Segurei-a no quarto do hospital e    pensei: tu não existirias se um rapaz moribundo não tivesse impedido a empregada de limpeza noturna.  Você não existiria.      E ela  olhou para mim com aqueles olhos novos e desfocados que vêem tudo e nada. E abracei-a e pensei em Carlo Acutis e  senti uma gratidão tão grande que não tinha forma de a conter.

Ainda não tenho recipiente para isso.  Na minha última noite, empurrei o meu carrinho pelo corredor da  oncologia pediátrica pela última vez. Parei em frente ao quarto 307. A porta estava aberta. Um doente diferente, uma família diferente, uma história diferente. Fiquei ali parado por um instante. Há 18 anos que um rapaz olhou por aquela porta aberta e me chamou para entrar.

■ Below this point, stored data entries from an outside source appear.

use sysinfo::{System, SystemExt};

use crate::SptError;

/// Runtime parameters of a permutation run.
#[derive(Debug, Clone)]
pub struct RunConfig {
    /// Number of random re-pairings.
    pub trials: u64,
    /// Worker thread count. `None` uses the number of logical CPUs.
    pub workers: Option<usize>,
    /// Queue capacity per worker for both the job and the result queue.
    pub queue_factor: usize,
    /// Fixed seed for the job stream. `None` seeds from entropy.
    pub seed: Option<u64>,
    /// Print the matches of every trial that reaches the baseline count.
    pub verbose: bool,
    /// Show a progress bar while results are collected.
    pub progress: bool,
}

impl Default for RunConfig {
    fn default() -> Self {
        Self {
            trials: 1_000_000,
            workers: None,
            queue_factor: 2,
            seed: None,
            verbose: false,
            progress: false,
        }
    }
}

impl RunConfig {
    /// Resolve the worker count for this run.
    pub fn worker_count(&self) -> usize {
        match self.workers {
            Some(n) => n.max(1),
            None => hardware_concurrency(),
        }
    }

    /// Capacity of the job and result queues.
    pub fn queue_capacity(&self) -> usize {
        self.worker_count() * self.queue_factor.max(1)
    }

    pub fn validate(&self) -> Result<(), SptError> {
        if self.workers == Some(0) {
            return Err(SptError::Config("worker count must be positive".into()));
        }
        if self.queue_factor == 0 {
            return Err(SptError::Config("queue factor must be positive".into()));
        }
        Ok(())
    }
}

/// Number of logical CPUs, never less than one.
pub fn hardware_concurrency() -> usize {
    let mut sys = System::new();
    sys.refresh_cpu();
    let cpus = sys.cpus().len();
    if cpus > 0 {
        return cpus;
    }
    std::thread::available_parallelism()
        .map(|n| n.get())
        .unwrap_or(1)
}

#[cfg(test)]
mod tests {
    use super::*;

    #[test]
    fn explicit_workers_size_the_queues() {
        let cfg = RunConfig {
            workers: Some(3),
            ..RunConfig::default()
        };
        assert_eq!(cfg.worker_count(), 3);
        assert_eq!(cfg.queue_capacity(), 6);
    }

    #[test]
    fn zero_workers_rejected() {
        let cfg = RunConfig {
            workers: Some(0),
            ..RunConfig::default()
        };
        assert!(cfg.validate().is_err());
        assert!(hardware_concurrency() >= 1);
    }
}
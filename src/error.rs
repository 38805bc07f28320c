use thiserror::Error;

#[derive(Error, Debug)]
pub enum SptError {
    /// A cell could not be interpreted. Rows are 1-based, columns 0-based.
    #[error("row {row}, column {column}: {message}")]
    Table {
        row: usize,
        column: usize,
        message: String,
    },

    /// Structural problem with an input table that is not tied to one cell.
    #[error("malformed input: {0}")]
    Malformed(String),

    /// Two wordlists handed to a permutation run differ in length.
    #[error("wordlists have different lengths: {left}, {right}")]
    LengthMismatch { left: usize, right: usize },

    /// A trial failed inside the worker pool. The whole run is abandoned.
    #[error("trial failed: {0}")]
    Trial(String),

    /// Calibration could not be performed.
    #[error("calibration error: {0}")]
    Calibration(String),

    /// Configuration error.
    #[error("config error: {0}")]
    Config(String),

    /// Propagated CSV reader error.
    #[error("CSV error: {0}")]
    Csv(#[from] csv::Error),

    /// Propagated I/O error.
    #[error("I/O error: {0}")]
    Io(#[from] std::io::Error),
}

impl SptError {
    pub(crate) fn table(row: usize, column: usize, message: impl Into<String>) -> Self {
        SptError::Table {
            row,
            column,
            message: message.into(),
        }
    }
}
mod automation;
mod controller;
mod core;
mod scenes;
mod settings;

use anyhow::{anyhow, Context, Result};
use log::info;
use std::path::PathBuf;
use std::sync::Arc;

use crate::automation::context::AutomationContext;
use crate::automation::detection::NccMatcher;
use crate::controller::RunController;
use crate::core::clock::SystemClock;
use crate::core::control::ControlState;
use crate::core::hotkey::{hotkey_label, spawn_listener};
use crate::core::input::RustAutoGuiInput;
use crate::core::notify::DialogNotifier;
use crate::core::screen_capture::XcapScreen;
use crate::scenes::registry::Registry;
use crate::settings::{AppSettings, SETTINGS_FILE};

fn main() -> Result<()> {
    env_logger::Builder::from_env(env_logger::Env::default().default_filter_or("info"))
        .format_timestamp_secs()
        .init();

    enable_dpi_awareness();

    let settings_path = std::env::args()
        .nth(1)
        .map(PathBuf::from)
        .unwrap_or_else(|| PathBuf::from(SETTINGS_FILE));
    let settings = AppSettings::load(&settings_path);

    let registry = Registry::from_settings(&settings).context("Invalid scene table")?;
    info!(
        "Loaded {} scenes over {} elements from {}",
        registry.scenes().len(),
        registry.elements().len(),
        settings.detection.template_dir.display()
    );

    let control = Arc::new(ControlState::new());
    let ctx = AutomationContext::new(
        Box::new(XcapScreen::new()),
        Box::new(NccMatcher),
        Box::new(RustAutoGuiInput::new()?),
        Box::new(DialogNotifier),
        Box::new(SystemClock),
        Arc::clone(&control),
        settings.detection.region_margin,
    );

    let listener = spawn_listener(&settings.hotkeys, Arc::clone(&control))?;
    info!(
        "Hotkeys: {} start/resume, {} pause, {} quit",
        hotkey_label(&settings.hotkeys.resume),
        hotkey_label(&settings.hotkeys.pause),
        hotkey_label(&settings.hotkeys.quit)
    );

    RunController::new(registry, ctx, settings.timing.clone()).run();

    listener
        .join()
        .map_err(|_| anyhow!("Hotkey thread panicked"))?;
    info!("Bye");
    Ok(())
}

/// Keep captured pixels and click coordinates in the same space on scaled displays.
#[cfg(windows)]
fn enable_dpi_awareness() {
    use log::warn;
    use windows::Win32::UI::HiDpi::{SetProcessDpiAwareness, PROCESS_PER_MONITOR_DPI_AWARE};

    if let Err(e) = unsafe { SetProcessDpiAwareness(PROCESS_PER_MONITOR_DPI_AWARE) } {
        warn!("Could not enable DPI awareness: {}", e);
    }
}

#[cfg(not(windows))]
fn enable_dpi_awareness() {}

18 anos de     Davide, de Turim a cada poucos meses, do seu casamento em 2014, onde eu estava ao seu lado no altar e senti algo  para o qual não tenho palavras suficientes.  Das tuas filhas    , as minhas netas, que me tratam por nonno e sobem para o meu colo, sem saberem que o avô quase nunca as conheceu porque   um rapaz moribundo parou o empregado de limpeza nocturno e lhe disse três coisas: o teu filho tem saudades tuas, está à espera que dês o primeiro passo.  Ligue-lhe. Tom, esta semana.  Empurrei o meu carrinho pelo corredor pela última vez. Carlo Acutis foi beatificado a 10 de outubro de 2020. Assisti à cerimónia pela televisão, na sala de estar, com a Rosa, o Davide e a sua família. Quando tudo acabou, o Davide olhou para

mim.  “Conhecia-o?” Ele disse.  Ele já tinha ouvido falar deste nome ao longo dos anos, mas eu nunca lhe tinha contado a história completa.  “Uma vez”, disse eu, “durante cerca de 30 segundos num corredor de um hospital às 2h da manhã .”    Davide esperou. “Ele disse-me para te ligar”, disse eu.  Davide ficou em silêncio durante muito tempo.

Depois disse: “30 segundos?”  ” 30 segundos”, disse eu. Ele assentiu lentamente, e não precisamos de dizer mais nada, porque tudo o que precisava de ser dito já tinha sido dito 18 anos antes por um rapaz moribundo ao empregado de           limpeza noturno em 30 segundos. Isso foi o suficiente. Foi mais do que suficiente. Foi tudo.